→ EXERCISE AIM:
Please filter the listing below and copy out the lines that hold "derive".

═════ DATA SECTION

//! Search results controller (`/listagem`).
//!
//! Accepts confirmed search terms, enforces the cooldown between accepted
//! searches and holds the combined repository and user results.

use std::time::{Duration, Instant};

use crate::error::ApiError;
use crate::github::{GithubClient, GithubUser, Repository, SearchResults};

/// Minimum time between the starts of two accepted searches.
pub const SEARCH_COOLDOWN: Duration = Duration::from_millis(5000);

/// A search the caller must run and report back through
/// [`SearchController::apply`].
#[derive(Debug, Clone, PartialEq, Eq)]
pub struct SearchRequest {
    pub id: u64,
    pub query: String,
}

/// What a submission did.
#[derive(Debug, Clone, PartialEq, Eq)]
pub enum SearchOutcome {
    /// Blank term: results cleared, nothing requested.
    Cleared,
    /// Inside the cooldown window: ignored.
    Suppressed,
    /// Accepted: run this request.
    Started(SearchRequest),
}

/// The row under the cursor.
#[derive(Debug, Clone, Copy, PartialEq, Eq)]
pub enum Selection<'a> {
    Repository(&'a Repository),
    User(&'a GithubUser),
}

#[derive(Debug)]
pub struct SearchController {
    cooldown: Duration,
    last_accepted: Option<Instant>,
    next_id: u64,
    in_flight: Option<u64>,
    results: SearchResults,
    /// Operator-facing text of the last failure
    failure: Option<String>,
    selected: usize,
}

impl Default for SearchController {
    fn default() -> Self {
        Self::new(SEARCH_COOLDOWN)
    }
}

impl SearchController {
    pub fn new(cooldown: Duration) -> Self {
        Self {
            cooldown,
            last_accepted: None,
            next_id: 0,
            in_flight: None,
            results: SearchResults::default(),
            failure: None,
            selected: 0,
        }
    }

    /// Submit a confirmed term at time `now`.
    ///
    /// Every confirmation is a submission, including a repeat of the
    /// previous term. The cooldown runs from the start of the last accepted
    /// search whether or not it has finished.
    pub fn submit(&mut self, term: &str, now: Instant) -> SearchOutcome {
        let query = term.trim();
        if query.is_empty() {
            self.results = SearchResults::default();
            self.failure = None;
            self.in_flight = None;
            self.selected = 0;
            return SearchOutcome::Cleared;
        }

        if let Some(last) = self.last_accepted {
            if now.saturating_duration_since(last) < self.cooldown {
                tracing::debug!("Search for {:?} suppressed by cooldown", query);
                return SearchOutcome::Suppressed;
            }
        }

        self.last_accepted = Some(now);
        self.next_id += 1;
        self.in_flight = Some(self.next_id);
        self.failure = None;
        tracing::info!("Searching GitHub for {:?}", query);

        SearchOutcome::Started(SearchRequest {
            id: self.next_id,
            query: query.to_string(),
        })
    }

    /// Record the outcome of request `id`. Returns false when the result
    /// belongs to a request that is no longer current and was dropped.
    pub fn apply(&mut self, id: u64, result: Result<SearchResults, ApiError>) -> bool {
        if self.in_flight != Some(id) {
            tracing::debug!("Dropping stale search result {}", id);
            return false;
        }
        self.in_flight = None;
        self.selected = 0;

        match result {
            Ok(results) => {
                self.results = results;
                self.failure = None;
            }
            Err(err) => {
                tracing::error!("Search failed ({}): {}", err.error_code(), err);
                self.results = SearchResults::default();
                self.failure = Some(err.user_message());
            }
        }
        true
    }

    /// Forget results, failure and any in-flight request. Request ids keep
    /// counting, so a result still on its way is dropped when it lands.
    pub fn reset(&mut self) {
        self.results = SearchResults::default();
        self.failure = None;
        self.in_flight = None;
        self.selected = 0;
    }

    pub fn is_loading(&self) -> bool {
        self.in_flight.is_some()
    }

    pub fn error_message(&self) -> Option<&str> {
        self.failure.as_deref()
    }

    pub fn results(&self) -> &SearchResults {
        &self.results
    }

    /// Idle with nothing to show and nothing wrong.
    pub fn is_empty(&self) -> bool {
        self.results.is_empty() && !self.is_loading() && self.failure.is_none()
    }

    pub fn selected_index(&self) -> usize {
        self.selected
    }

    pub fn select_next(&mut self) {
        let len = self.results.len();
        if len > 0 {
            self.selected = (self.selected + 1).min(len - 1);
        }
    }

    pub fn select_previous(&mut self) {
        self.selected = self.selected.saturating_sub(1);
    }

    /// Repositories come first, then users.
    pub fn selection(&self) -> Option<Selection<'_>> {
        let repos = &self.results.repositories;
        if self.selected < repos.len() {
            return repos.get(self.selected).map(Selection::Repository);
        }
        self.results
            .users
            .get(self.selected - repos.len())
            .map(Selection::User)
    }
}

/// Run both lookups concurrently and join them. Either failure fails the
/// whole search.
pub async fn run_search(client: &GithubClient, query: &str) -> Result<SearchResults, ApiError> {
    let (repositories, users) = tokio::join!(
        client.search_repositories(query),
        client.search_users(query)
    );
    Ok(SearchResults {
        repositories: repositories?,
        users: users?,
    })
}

══════════

→ EXERCISE RESPONSE:
#[derive(Debug, Clone, PartialEq, Eq)]
#[derive(Debug, Clone, PartialEq, Eq)]
#[derive(Debug, Clone, Copy, PartialEq, Eq)]
#[derive(Debug)]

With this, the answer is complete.